# C9 — AI Tests + CI/CD

> **Summary — what this page covers**
> Day 2's testing-and-pipeline lab. You make the **agent loop unit-testable** by introducing an
> SDK-free LLM **seam**, draft **`AgentService` unit tests** (happy path, multi-tool, error, cancellation)
> plus an **adversarial edge-case pass**, add **TestContainers** integration tests (real Qdrant — and a
> stretch SQL Server), then promote your Day 1 **code-review skill into the CI pipeline** with two
> **GitHub Actions** workflows: AI code review on every PR and AI release notes on every `v*` tag.
>
> **Time:** ~60 minutes · **Format:** hands-on, solo · **You start from:** `checkpoint/c8-mcp-server` · **You end at:** `checkpoint/c9-tests-cicd`

C6 gave you a working tool-using agent — but its loop called the concrete `AnthropicClient` directly, so
the *loop* couldn't be tested without the SDK and the network. C9 fixes that, then builds out the test
suite the workshop has been deferring, and finally turns the C2 code-review discipline into automation
that guards every future change. By the end the pipeline is your safety net.

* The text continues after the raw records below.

use std::collections::{BTreeMap, HashMap};
use std::path::Path;

use tracing::{debug, info, instrument, warn};

use crate::tinvest::export::config::{ExportConfig, TemplateStrategy};
use crate::tinvest::export::error::{ExportError, Result};
use crate::tinvest::export::io::sheets::{SheetProperties, SheetsApi, quote_sheet_title, range_rows};
use crate::tinvest::export::model::{COLUMNS, Transaction};
use crate::tinvest::export::store::{self, headers, transactions};

/// Cell the appended table is anchored at on every ticker sheet.
pub const APPEND_ANCHOR: &str = "A6";

/// Fields holding money amounts. `repo_rate` is a rate and keeps the
/// template's format.
pub const MONEY_FIELDS: [&str; 5] = ["price", "sum_without_nkd", "nkd", "sum", "commission"];

/// Options controlling a publishing run.
#[derive(Debug, Clone, Copy, Default)]
pub struct PublishOptions {
    /// Apply currency number formats to the decimal columns of appended rows.
    pub format_currency: bool,
}

/// Counters reported once every ticker has been published.
#[derive(Debug, Clone, Copy, Default, PartialEq, Eq)]
pub struct PublishSummary {
    pub sheets_created: usize,
    pub sheets_updated: usize,
    pub rows_appended: usize,
    /// Transactions without a ticker.
    pub skipped: usize,
}

/// Transactions of one instrument, in insertion order.
#[derive(Debug, Clone, PartialEq)]
pub struct TickerGroup {
    pub ticker: String,
    pub transactions: Vec<Transaction>,
}

/// Groups transactions by ticker, keeping the order in which tickers first
/// appear. Returns the groups and the number of transactions without a
/// ticker.
pub fn group_by_ticker(transactions: Vec<Transaction>) -> (Vec<TickerGroup>, usize) {
    let mut groups: Vec<TickerGroup> = Vec::new();
    let mut positions: HashMap<String, usize> = HashMap::new();
    let mut skipped = 0;

    for transaction in transactions {
        let Some(ticker) = transaction.ticker.clone().filter(|t| !t.is_empty()) else {
            skipped += 1;
            continue;
        };
        let position = *positions.entry(ticker.clone()).or_insert_with(|| {
            groups.push(TickerGroup {
                ticker,
                transactions: Vec::new(),
            });
            groups.len() - 1
        });
        groups[position].transactions.push(transaction);
    }

    (groups, skipped)
}

/// Sheet titles of the target spreadsheet, kept current while sheets are
/// added during the run.
#[derive(Debug, Default)]
struct SheetIndex {
    by_title: HashMap<String, i64>,
    count: usize,
}

impl SheetIndex {
    fn new(sheets: Vec<SheetProperties>) -> Self {
        let count = sheets.len();
        let by_title = sheets
            .into_iter()
            .map(|sheet| (sheet.title, sheet.sheet_id))
            .collect();
        Self { by_title, count }
    }

    fn get(&self, title: &str) -> Option<i64> {
        self.by_title.get(title).copied()
    }

    fn add(&mut self, title: &str, sheet_id: i64) {
        self.by_title.insert(title.to_string(), sheet_id);
        self.count += 1;
    }
}

/// Publishes stored transactions to one spreadsheet, one sheet per ticker.
pub struct Publisher<'a, S: SheetsApi + ?Sized> {
    api: &'a S,
    spreadsheet_id: String,
    templates: TemplateStrategy,
    options: PublishOptions,
}

impl<'a, S: SheetsApi + ?Sized> Publisher<'a, S> {
    pub fn new(api: &'a S, config: &ExportConfig, options: PublishOptions) -> Self {
        Self {
            api,
            spreadsheet_id: config.spreadsheet_id.clone(),
            templates: config.templates.clone(),
            options,
        }
    }

    /// Publishes every transaction stored in `database`.
    #[instrument(
        level = "info",
        skip_all,
        fields(database = %database.display(), spreadsheet = %self.spreadsheet_id)
    )]
    pub fn publish(&self, database: &Path) -> Result<PublishSummary> {
        let conn = store::open(database)?;
        let header_count = headers::read_headers(&conn)?.len();
        let stored = transactions::read_transactions(&conn)?;
        drop(conn);

        info!(transactions = stored.len(), header_count, "loaded transactions");
        self.publish_transactions(stored, header_count)
    }

    /// Publishes the given transactions, truncating every row to
    /// `header_count` values.
    pub fn publish_transactions(
        &self,
        stored: Vec<Transaction>,
        header_count: usize,
    ) -> Result<PublishSummary> {
        let (groups, skipped) = group_by_ticker(stored);
        if skipped > 0 {
            warn!(skipped, "transactions without ticker were not published");
        }

        let mut sheets = SheetIndex::new(self.api.sheets(&self.spreadsheet_id)?);
        let templates = self.resolve_templates(&mut sheets)?;

        let mut summary = PublishSummary {
            skipped,
            ..PublishSummary::default()
        };
        for group in &groups {
            let rows: Vec<_> = group
                .transactions
                .iter()
                .map(|transaction| {
                    let mut values = transaction.to_values();
                    values.truncate(header_count);
                    values
                })
                .collect();

            let sheet_id = match sheets.get(&group.ticker) {
                Some(sheet_id) => {
                    summary.sheets_updated += 1;
                    sheet_id
                }
                None => {
                    let currency = group_currency(group);
                    let template = templates.get(&currency).copied().ok_or_else(|| {
                        ExportError::UnknownCurrency {
                            ticker: group.ticker.clone(),
                            currency: currency.clone(),
                        }
                    })?;
                    let sheet_id = self.api.duplicate_sheet(
                        &self.spreadsheet_id,
                        template,
                        sheets.count,
                        &group.ticker,
                    )?;
                    sheets.add(&group.ticker, sheet_id);
                    summary.sheets_created += 1;
                    info!(ticker = %group.ticker, %currency, "created sheet from template");
                    sheet_id
                }
            };

            let range = format!("{}!{APPEND_ANCHOR}", quote_sheet_title(&group.ticker));
            let appended = self
                .api
                .append_values(&self.spreadsheet_id, &range, &rows)?;
            summary.rows_appended += rows.len();
            info!(ticker = %group.ticker, rows = rows.len(), "rows appended");

            if self.options.format_currency {
                if let Some(span) = appended.updated_range.as_deref().and_then(range_rows) {
                    let columns = money_columns(header_count);
                    self.api.format_number_cells(
                        &self.spreadsheet_id,
                        sheet_id,
                        &columns,
                        span,
                        currency_pattern(&group_currency(group)),
                    )?;
                }
            }
        }

        info!(
            created = summary.sheets_created,
            updated = summary.sheets_updated,
            rows = summary.rows_appended,
            "publish finished"
        );
        Ok(summary)
    }

    fn resolve_templates(&self, sheets: &mut SheetIndex) -> Result<BTreeMap<String, i64>> {
        let mut resolved = BTreeMap::new();
        match &self.templates {
            TemplateStrategy::Explicit { rub, usd } => {
                resolved.insert("RUB".to_string(), *rub);
                resolved.insert("USD".to_string(), *usd);
            }
            TemplateStrategy::Library(library) => {
                for template in &library.templates {
                    let sheet_id = match sheets.get(&template.title) {
                        Some(sheet_id) => sheet_id,
                        None => {
                            let sheet_id = self.api.copy_sheet_to(
                                &library.spreadsheet_id,
                                template.sheet_id,
                                &self.spreadsheet_id,
                            )?;
                            self.api
                                .rename_sheet(&self.spreadsheet_id, sheet_id, &template.title, 0)?;
                            sheets.add(&template.title, sheet_id);
                            info!(title = %template.title, "template copied from library");
                            sheet_id
                        }
                    };
                    resolved.insert(template.currency.clone(), sheet_id);
                }
            }
        }
        debug!(?resolved, "templates resolved");
        Ok(resolved)
    }
}

fn group_currency(group: &TickerGroup) -> String {
    group
        .transactions
        .first()
        .and_then(|transaction| transaction.price_currency.clone())
        .unwrap_or_default()
}

/// Positions of the money fields within an exported row.
pub fn money_columns(header_count: usize) -> Vec<usize> {
    COLUMNS
        .iter()
        .enumerate()
        .filter(|(position, name)| *position < header_count && MONEY_FIELDS.contains(*name))
        .map(|(position, _)| position)
        .collect()
}

fn currency_pattern(currency: &str) -> &'static str {
    match currency {
        "RUB" => "#,##0.00[₽]",
        _ => "#,##0.00[$]",
    }
}
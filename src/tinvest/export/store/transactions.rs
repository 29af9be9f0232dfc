//! Imported transactions

use rusqlite::{Connection, Row, params};

use crate::tinvest::export::error::Result;
use crate::tinvest::export::model::{COLUMNS, Transaction};

fn column_list() -> String {
    COLUMNS
        .iter()
        .map(|column| format!("\"{column}\""))
        .collect::<Vec<_>>()
        .join(", ")
}

/// Inserts one transaction; the statement commits on its own.
pub fn insert_transaction(conn: &Connection, tx: &Transaction) -> Result<()> {
    let placeholders = (1..=COLUMNS.len())
        .map(|i| format!("?{i}"))
        .collect::<Vec<_>>()
        .join(", ");
    let sql = format!(
        "INSERT INTO transactions ({}) VALUES ({placeholders})",
        column_list()
    );

    conn.execute(
        &sql,
        params![
            tx.id,
            tx.errand_number,
            tx.conclusion_date,
            tx.time,
            tx.trading_platform,
            tx.trade_regime,
            tx.kind,
            tx.asset_short_name,
            tx.ticker,
            tx.price,
            tx.price_currency,
            tx.count,
            tx.sum_without_nkd,
            tx.nkd,
            tx.sum,
            tx.transaction_currency,
            tx.commission,
            tx.commission_currency,
            tx.repo_rate,
            tx.counterparty,
            tx.settlement_day,
            tx.delivery_date,
            tx.broker_status,
            tx.contract_type,
            tx.contract_number,
            tx.contract_date,
        ],
    )?;
    Ok(())
}

/// All stored transactions in insertion order.
pub fn read_transactions(conn: &Connection) -> Result<Vec<Transaction>> {
    let sql = format!("SELECT {} FROM transactions ORDER BY seq", column_list());
    let mut stmt = conn.prepare(&sql)?;
    let rows = stmt.query_map([], map_transaction)?;
    Ok(rows.collect::<rusqlite::Result<Vec<_>>>()?)
}

/// Removes every stored transaction. Returns the number of deleted rows.
pub fn clear_transactions(conn: &Connection) -> Result<usize> {
    Ok(conn.execute("DELETE FROM transactions", [])?)
}

fn map_transaction(row: &Row<'_>) -> rusqlite::Result<Transaction> {
    Ok(Transaction {
        id: row.get(0)?,
        errand_number: row.get(1)?,
        conclusion_date: row.get(2)?,
        time: row.get(3)?,
        trading_platform: row.get(4)?,
        trade_regime: row.get(5)?,
        kind: row.get(6)?,
        asset_short_name: row.get(7)?,
        ticker: row.get(8)?,
        price: row.get(9)?,
        price_currency: row.get(10)?,
        count: row.get(11)?,
        sum_without_nkd: row.get(12)?,
        nkd: row.get(13)?,
        sum: row.get(14)?,
        transaction_currency: row.get(15)?,
        commission: row.get(16)?,
        commission_currency: row.get(17)?,
        repo_rate: row.get(18)?,
        counterparty: row.get(19)?,
        settlement_day: row.get(20)?,
        delivery_date: row.get(21)?,
        broker_status: row.get(22)?,
        contract_type: row.get(23)?,
        contract_number: row.get(24)?,
        contract_date: row.get(25)?,
    })
}
//! Layered run configuration.
//!
//! Every identifier is resolved with the same precedence: a value passed on
//! the command line wins over a value persisted with `--store-args-to-db`;
//! when neither exists the identifier is missing.

use std::collections::BTreeMap;
use std::path::PathBuf;

use tracing::debug;

use crate::tinvest::export::error::{ExportError, Result};

/// Setting keys shared by the CLI and the settings table.
pub mod keys {
    pub const SPREADSHEET_ID: &str = "spreadsheetId";
    pub const CREDENTIALS: &str = "credentials";
    pub const RUB_SHEET_ID: &str = "rubSheetId";
    pub const USD_SHEET_ID: &str = "usdSheetId";
    pub const STORE_ARGS: &str = "storeArgs";
    pub const FILE_NAME: &str = "fileName";
}

/// Spreadsheet holding the master copies of the currency templates.
pub const TEMPLATE_SPREADSHEET_ID: &str = "1jTFV5BDQh11PQVw7HKvQhAHswhcFQAMw_WOt6QvI5C0";

/// Identifiers supplied for a single invocation.
#[derive(Debug, Clone, Default)]
pub struct CliSettings {
    pub file_name: Option<PathBuf>,
    pub spreadsheet_id: Option<String>,
    pub credentials: Option<PathBuf>,
    pub rub_sheet_id: Option<String>,
    pub usd_sheet_id: Option<String>,
    pub store_args: bool,
}

impl CliSettings {
    /// Key/value view used when persisting the invocation.
    pub fn entries(&self) -> Vec<(&'static str, Option<String>)> {
        vec![
            (
                keys::FILE_NAME,
                self.file_name.as_ref().map(|p| p.display().to_string()),
            ),
            (keys::SPREADSHEET_ID, self.spreadsheet_id.clone()),
            (
                keys::CREDENTIALS,
                self.credentials.as_ref().map(|p| p.display().to_string()),
            ),
            (keys::RUB_SHEET_ID, self.rub_sheet_id.clone()),
            (keys::USD_SHEET_ID, self.usd_sheet_id.clone()),
            (keys::STORE_ARGS, Some(self.store_args.to_string())),
        ]
    }
}

/// One currency template kept in the template spreadsheet.
#[derive(Debug, Clone, PartialEq, Eq)]
pub struct LibraryTemplate {
    pub currency: String,
    /// Sheet id inside [`TemplateLibrary::spreadsheet_id`].
    pub sheet_id: i64,
    /// Title the template carries once copied into the target spreadsheet.
    pub title: String,
}

/// External spreadsheet the templates are copied from when missing.
#[derive(Debug, Clone, PartialEq, Eq)]
pub struct TemplateLibrary {
    pub spreadsheet_id: String,
    pub templates: Vec<LibraryTemplate>,
}

impl Default for TemplateLibrary {
    fn default() -> Self {
        Self {
            spreadsheet_id: TEMPLATE_SPREADSHEET_ID.to_string(),
            templates: vec![
                LibraryTemplate {
                    currency: "RUB".into(),
                    sheet_id: 980_318_168,
                    title: "Шаблон RUB".into(),
                },
                LibraryTemplate {
                    currency: "USD".into(),
                    sheet_id: 1_882_164_711,
                    title: "Шаблон USD".into(),
                },
            ],
        }
    }
}

/// How the per-currency template sheets are located.
#[derive(Debug, Clone, PartialEq, Eq)]
pub enum TemplateStrategy {
    /// Template sheet ids already present in the target spreadsheet.
    Explicit { rub: i64, usd: i64 },
    /// Reuse templates by title, copying them from a library when absent.
    Library(TemplateLibrary),
}

/// Fully resolved configuration of a publishing run.
#[derive(Debug, Clone, PartialEq, Eq)]
pub struct ExportConfig {
    pub spreadsheet_id: String,
    pub credentials: PathBuf,
    pub templates: TemplateStrategy,
}

impl ExportConfig {
    /// Resolves the run configuration from CLI values and persisted settings.
    pub fn resolve(cli: &CliSettings, persisted: &BTreeMap<String, String>) -> Result<Self> {
        let spreadsheet_id = layered(cli.spreadsheet_id.clone(), persisted, keys::SPREADSHEET_ID)
            .ok_or(ExportError::MissingSetting {
                key: keys::SPREADSHEET_ID,
                flag: "--spreadsheet-id",
            })?;

        let credentials = layered(
            cli.credentials.as_ref().map(|p| p.display().to_string()),
            persisted,
            keys::CREDENTIALS,
        )
        .map(PathBuf::from)
        .ok_or(ExportError::MissingSetting {
            key: keys::CREDENTIALS,
            flag: "--credentials",
        })?;

        let rub = layered(cli.rub_sheet_id.clone(), persisted, keys::RUB_SHEET_ID);
        let usd = layered(cli.usd_sheet_id.clone(), persisted, keys::USD_SHEET_ID);
        let templates = match (rub, usd) {
            (Some(rub), Some(usd)) => TemplateStrategy::Explicit {
                rub: parse_sheet_id(keys::RUB_SHEET_ID, &rub)?,
                usd: parse_sheet_id(keys::USD_SHEET_ID, &usd)?,
            },
            (None, None) => TemplateStrategy::Library(TemplateLibrary::default()),
            (Some(_), None) => {
                return Err(ExportError::MissingSetting {
                    key: keys::USD_SHEET_ID,
                    flag: "--usd-sheet-id",
                });
            }
            (None, Some(_)) => {
                return Err(ExportError::MissingSetting {
                    key: keys::RUB_SHEET_ID,
                    flag: "--rub-sheet-id",
                });
            }
        };

        debug!(%spreadsheet_id, ?templates, "configuration resolved");
        Ok(Self {
            spreadsheet_id,
            credentials,
            templates,
        })
    }
}

fn layered(
    cli: Option<String>,
    persisted: &BTreeMap<String, String>,
    key: &str,
) -> Option<String> {
    let present = |value: &String| !value.trim().is_empty();
    cli.filter(present)
        .or_else(|| persisted.get(key).filter(|value| present(value)).cloned())
}

fn parse_sheet_id(key: &'static str, value: &str) -> Result<i64> {
    value
        .trim()
        .parse()
        .map_err(|_| ExportError::InvalidSetting {
            key,
            value: value.to_string(),
        })
}
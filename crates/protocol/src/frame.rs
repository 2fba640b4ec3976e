// Copyright 2025-2026 CEMAXECUTER LLC

use crate::config::RadioConfig;
use crate::crc::crc16;
use crate::error::{ConfigError, CrcError, FrameError};
use crate::fec::encode_fec;
use crate::whitening::{whiten_in_place, Pn9};

/// Smallest data section: flags(1) + seqnum(2) + HWID(2) + CRC(2)
pub const MIN_DATA_SECTION: usize = 7;
/// Largest application payload that keeps the length byte in range
pub const MAX_PAYLOAD: usize = u8::MAX as usize - MIN_DATA_SECTION;
/// Serialized message header: HWID(2) + seqnum(2)
pub const MESSAGE_HEADER: usize = 4;

/// Application message as exchanged with the host:
/// `| HWID (2) | Seqnum (2) | Data (N) |`, HWID and seqnum little-endian.
#[derive(Debug, Clone, PartialEq, Eq, Default)]
pub struct Message {
    pub hwid: u16,
    pub seqnum: u16,
    pub data: Vec<u8>,
}

impl Message {
    pub fn new(hwid: u16, seqnum: u16, data: impl Into<Vec<u8>>) -> Self {
        Self {
            hwid,
            seqnum,
            data: data.into(),
        }
    }

    /// Parse the host byte form.
    pub fn from_bytes(raw: &[u8]) -> Result<Self, FrameError> {
        if raw.len() < MESSAGE_HEADER {
            return Err(FrameError::MessageTooShort(raw.len()));
        }
        Ok(Self {
            hwid: u16::from_le_bytes([raw[0], raw[1]]),
            seqnum: u16::from_le_bytes([raw[2], raw[3]]),
            data: raw[MESSAGE_HEADER..].to_vec(),
        })
    }

    /// Host byte form
    pub fn to_bytes(&self) -> Vec<u8> {
        let mut raw = Vec::with_capacity(MESSAGE_HEADER + self.data.len());
        raw.extend_from_slice(&self.hwid.to_le_bytes());
        raw.extend_from_slice(&self.seqnum.to_le_bytes());
        raw.extend_from_slice(&self.data);
        raw
    }

    /// Value of the length byte for this message on the wire
    pub fn rf_length(&self) -> usize {
        self.data.len() + MIN_DATA_SECTION
    }
}

/// Build the plain (unwhitened, unencoded) data section:
/// `| Length | Flags | Seqnum (2) | Data (N) | HWID (2) | CRC (2, LE) |`
///
/// The HWID moves from the front of the message to just before the CRC.
pub fn build_data_section(msg: &Message, flags: u8) -> Result<Vec<u8>, FrameError> {
    if msg.data.len() > MAX_PAYLOAD {
        return Err(FrameError::PayloadTooLong(msg.data.len()));
    }

    let mut content = Vec::with_capacity(msg.rf_length() + 1);
    content.push(msg.rf_length() as u8);
    content.push(flags);
    content.extend_from_slice(&msg.seqnum.to_le_bytes());
    content.extend_from_slice(&msg.data);
    content.extend_from_slice(&msg.hwid.to_le_bytes());

    let checksum = crc16(&content);
    content.extend_from_slice(&checksum.to_le_bytes());
    Ok(content)
}

/// Validate a received data section (everything after the length byte) and
/// reframe it to host form. Returns the message and its flags byte.
pub fn parse_data_section(raw: &[u8]) -> Result<(Message, u8), FrameError> {
    let len = raw.len();
    if len < MIN_DATA_SECTION {
        return Err(FrameError::TooShort(len));
    }

    let actual = u16::from_le_bytes([raw[len - 2], raw[len - 1]]);
    // The CRC covers the length byte, which is not part of `raw`
    let mut covered = Vec::with_capacity(len - 1);
    covered.push(len as u8);
    covered.extend_from_slice(&raw[..len - 2]);
    let expected = crc16(&covered);
    if actual != expected {
        return Err(CrcError { expected, actual }.into());
    }

    let flags = raw[0];
    let msg = Message {
        hwid: u16::from_le_bytes([raw[len - 4], raw[len - 3]]),
        seqnum: u16::from_le_bytes([raw[1], raw[2]]),
        data: raw[3..len - 4].to_vec(),
    };
    Ok((msg, flags))
}

/// Encode direction: message in, ready-to-transmit bytes out.
#[derive(Debug, Clone)]
pub struct Framer {
    config: RadioConfig,
    header: Vec<u8>,
}

impl Framer {
    pub fn new(config: RadioConfig) -> Result<Self, ConfigError> {
        config.validate()?;
        let mut header = config.preamble();
        header.extend_from_slice(&config.sync_word());
        Ok(Self { config, header })
    }

    pub fn config(&self) -> &RadioConfig {
        &self.config
    }

    /// `| Preamble | Sync word(s) | Data section |`
    ///
    /// Per the CC1110 datasheet whitening is applied before FEC.
    pub fn encode(&self, msg: &Message) -> Result<Vec<u8>, FrameError> {
        let mut content = build_data_section(msg, self.config.flags)?;

        if self.config.whitening {
            whiten_in_place(&mut content, &mut Pn9::new());
        }
        if self.config.fec {
            content = encode_fec(&content);
        }

        let mut out = Vec::with_capacity(self.header.len() + content.len());
        out.extend_from_slice(&self.header);
        out.extend_from_slice(&content);
        log::trace!(
            "framed hwid={:04x} seq={} ({} bytes on air)",
            msg.hwid,
            msg.seqnum,
            out.len()
        );
        Ok(out)
    }
}

#[cfg(test)]
mod tests {
    use super::*;

    fn hello() -> Message {
        Message::new(0x1234, 1, b"hello".to_vec())
    }

    fn config(fec: bool, whitening: bool) -> RadioConfig {
        RadioConfig {
            fec,
            whitening,
            ..Default::default()
        }
    }

    #[test]
    fn test_message_bytes() {
        let msg = hello();
        let raw = msg.to_bytes();
        assert_eq!(raw, [0x34, 0x12, 0x01, 0x00, b'h', b'e', b'l', b'l', b'o']);
        assert_eq!(Message::from_bytes(&raw).unwrap(), msg);
        assert_eq!(Message::from_bytes(&raw[..3]), Err(FrameError::MessageTooShort(3)));
    }

    #[test]
    fn test_data_section_layout() {
        let section = build_data_section(&hello(), 0xC0).unwrap();
        assert_eq!(
            section,
            [0x0C, 0xC0, 0x01, 0x00, b'h', b'e', b'l', b'l', b'o', 0x34, 0x12, 0x46, 0x3C]
        );
        // Length counts every byte after itself
        assert_eq!(section[0] as usize, section.len() - 1);
    }

    #[test]
    fn test_parse_data_section() {
        let section = build_data_section(&hello(), 0xC0).unwrap();
        let (msg, flags) = parse_data_section(&section[1..]).unwrap();
        assert_eq!(msg, hello());
        assert_eq!(flags, 0xC0);
    }

    #[test]
    fn test_parse_empty_payload() {
        let msg = Message::new(0xBEEF, 0xFFFF, Vec::new());
        let section = build_data_section(&msg, 0x40).unwrap();
        assert_eq!(section[0], 7);
        assert_eq!(parse_data_section(&section[1..]).unwrap(), (msg, 0x40));
    }

    #[test]
    fn test_parse_crc_error() {
        let mut section = build_data_section(&hello(), 0xC0).unwrap();
        section[5] ^= 0x01;
        match parse_data_section(&section[1..]) {
            Err(FrameError::Crc(CrcError { expected, actual })) => {
                assert_eq!(actual, 0x3C46);
                assert_ne!(expected, actual);
            }
            other => panic!("expected CRC error, got {:?}", other),
        }
    }

    #[test]
    fn test_parse_too_short() {
        assert_eq!(parse_data_section(&[0xC0, 0, 0, 0, 0, 0]), Err(FrameError::TooShort(6)));
    }

    #[test]
    fn test_payload_limit() {
        let max = Message::new(1, 2, vec![0x55; MAX_PAYLOAD]);
        let section = build_data_section(&max, 0).unwrap();
        assert_eq!(section[0], 0xFF);

        let too_long = Message::new(1, 2, vec![0x55; MAX_PAYLOAD + 1]);
        assert_eq!(
            build_data_section(&too_long, 0),
            Err(FrameError::PayloadTooLong(MAX_PAYLOAD + 1))
        );
    }

    #[test]
    fn test_encode_plain() {
        let framer = Framer::new(config(false, false)).unwrap();
        let out = framer.encode(&hello()).unwrap();
        let expected = [
            0xAA, 0xAA, 0xAA, 0xAA, 0xD3, 0x91, 0xD3, 0x91, 0x0C, 0xC0, 0x01, 0x00, 0x68, 0x65,
            0x6C, 0x6C, 0x6F, 0x34, 0x12, 0x46, 0x3C,
        ];
        assert_eq!(out, expected);
    }

    #[test]
    fn test_encode_whitened() {
        let framer = Framer::new(config(false, true)).unwrap();
        let out = framer.encode(&hello()).unwrap();
        let expected = [
            0xAA, 0xAA, 0xAA, 0xAA, 0xD3, 0x91, 0xD3, 0x91, 0xF3, 0x21, 0x1C, 0x9A, 0x85, 0xE0,
            0x5F, 0x48, 0x85, 0x4E, 0xC0, 0x7F, 0x4C,
        ];
        assert_eq!(out, expected);
    }

    #[test]
    fn test_encode_fec() {
        let framer = Framer::new(config(true, false)).unwrap();
        let out = framer.encode(&hello()).unwrap();
        let expected = [
            0xAA, 0xAA, 0xAA, 0xAA, 0xD3, 0x91, 0xD3, 0x91, 0x00, 0x28, 0x28, 0xCC, 0x0C, 0x30,
            0x30, 0x10, 0x2E, 0x6E, 0x3B, 0x0C, 0x22, 0xA9, 0x74, 0xFE, 0xEA, 0x86, 0xC7, 0x9F,
            0xB7, 0x90, 0xCC, 0xF7, 0x42, 0x07, 0x4B, 0xF4, 0x04, 0x03, 0x04, 0x0E,
        ];
        assert_eq!(out, expected);
    }

    #[test]
    fn test_encode_fec_whitened() {
        let framer = Framer::new(RadioConfig::default()).unwrap();
        let out = framer.encode(&hello()).unwrap();
        let expected = [
            0xAA, 0xAA, 0xAA, 0xAA, 0xD3, 0x91, 0xD3, 0x91, 0xDA, 0x01, 0xC2, 0xE7, 0x83, 0xF7,
            0x97, 0x89, 0x13, 0x27, 0xDE, 0x10, 0xF8, 0xE9, 0x77, 0x14, 0x73, 0x67, 0x8D, 0x23,
            0x90, 0xA2, 0xB1, 0x8F, 0x43, 0x0A, 0x4B, 0xF1, 0x04, 0x03, 0x04, 0x0E,
        ];
        assert_eq!(out, expected);
    }

    #[test]
    fn test_framer_rejects_invalid_config() {
        let bad = RadioConfig {
            sync_words: 3,
            ..Default::default()
        };
        assert!(Framer::new(bad).is_err());
    }
}
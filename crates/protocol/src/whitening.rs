// Copyright 2025-2026 CEMAXECUTER LLC

//! PN9 data whitening as done by the CC1110.
//!
//! 9-bit LFSR x^9 + x^5 + 1, seeded with all ones at the start of every
//! frame. Each output byte is the low 8 bits of the register, after which
//! the register is clocked 8 times. XOR with the sequence both whitens and
//! dewhitens.

/// Register seed at the start of every frame
pub const PN9_SEED: u16 = 0b1_1111_1111;

/// PN9 sequence generator. One per frame and direction; never reuse across
/// frame boundaries.
#[derive(Debug, Clone)]
pub struct Pn9 {
    state: u16,
}

impl Pn9 {
    pub fn new() -> Self {
        Self { state: PN9_SEED }
    }

    /// Current 9-bit register contents
    pub fn state(&self) -> u16 {
        self.state
    }

    /// Emit the next whitening byte and clock the register 8 times.
    #[inline]
    pub fn next_byte(&mut self) -> u8 {
        let out = (self.state & 0xFF) as u8;
        for _ in 0..8 {
            let feedback = ((self.state >> 5) & 1) ^ (self.state & 1);
            self.state = (self.state >> 1) | (feedback << 8);
        }
        out
    }
}

impl Default for Pn9 {
    fn default() -> Self {
        Self::new()
    }
}

impl Iterator for Pn9 {
    type Item = u8;

    fn next(&mut self) -> Option<u8> {
        Some(self.next_byte())
    }
}

/// Whiten (or dewhiten) `data`, advancing `pn9` once per byte.
pub fn whiten(data: &[u8], pn9: &mut Pn9) -> Vec<u8> {
    data.iter().map(|&b| b ^ pn9.next_byte()).collect()
}

/// In-place variant of [`whiten`].
pub fn whiten_in_place(data: &mut [u8], pn9: &mut Pn9) {
    for b in data.iter_mut() {
        *b ^= pn9.next_byte();
    }
}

You need **Docker** running (TestContainers spins real dependencies), a **demo PR** to review, **GitHub
Actions enabled** on your fork, and **`ANTHROPIC_API_KEY` added as a repo Actions secret** (the CI jobs
call the API). The workflows use **Haiku** to keep CI cheap.

> The matching tag, `checkpoint/c9-tests-cicd`, is the answer key — peek there if you get stuck, but
> build it yourself first.

---

## 1. Start from the C8 checkpoint

Each lab starts from the previous checkpoint. Make sure your branch is at the C8 state, or branch from
the tag:

```bash
git switch -c my-c9 checkpoint/c8-mcp-server
cd src/BookTracker
dotnet build BookTracker.sln
```

The Actions workflows you add later live at the **git repo root** `.github/workflows/` — the parent of
`src/BookTracker/`, alongside the existing `retype-action.yml`. GitHub Actions only runs workflows from
the repo root, so don't put them under `src/BookTracker/`.

---

## 2. Make the agent testable — add the LLM seam

The C6 `AgentService` is tied to the concrete `AnthropicClient`, so it can't be mocked. Introduce a
neutral, **SDK-free** seam in **Core** so the loop is testable without the SDK:

- In `BookTracker.Core/Services/IAgentLlm.cs`, define neutral turn types and the seam interfaces:
  - `AgentToolRequest(Id, Name, Input)`, `AgentToolOutcome(Id, Result, IsError)`, and `AgentTurn`
    (carrying `FinalText`, `ToolRequests`, and input/output token counts, with a `WantsTools` helper).
  - `IAgentConversation` with `SendUserMessageAsync(ct)` (first turn) and
    `SubmitToolOutcomesAsync(outcomes, ct)` (each subsequent turn), both returning an `AgentTurn`.
  - `IAgentLlm.StartConversation(userMessage)` returning an `IAgentConversation`.
- Move all SDK message/block handling into an **adapter** in `BookTracker.Api/Services/AnthropicAgentLlm.cs`
  (with a private `AnthropicAgentConversation`). Core stays SDK-free.
- Refactor `AgentService.RunAsync` to drive the seam (`StartConversation` → `SendUserMessageAsync` →
  loop over `SubmitToolOutcomesAsync`) instead of touching `AnthropicClient`.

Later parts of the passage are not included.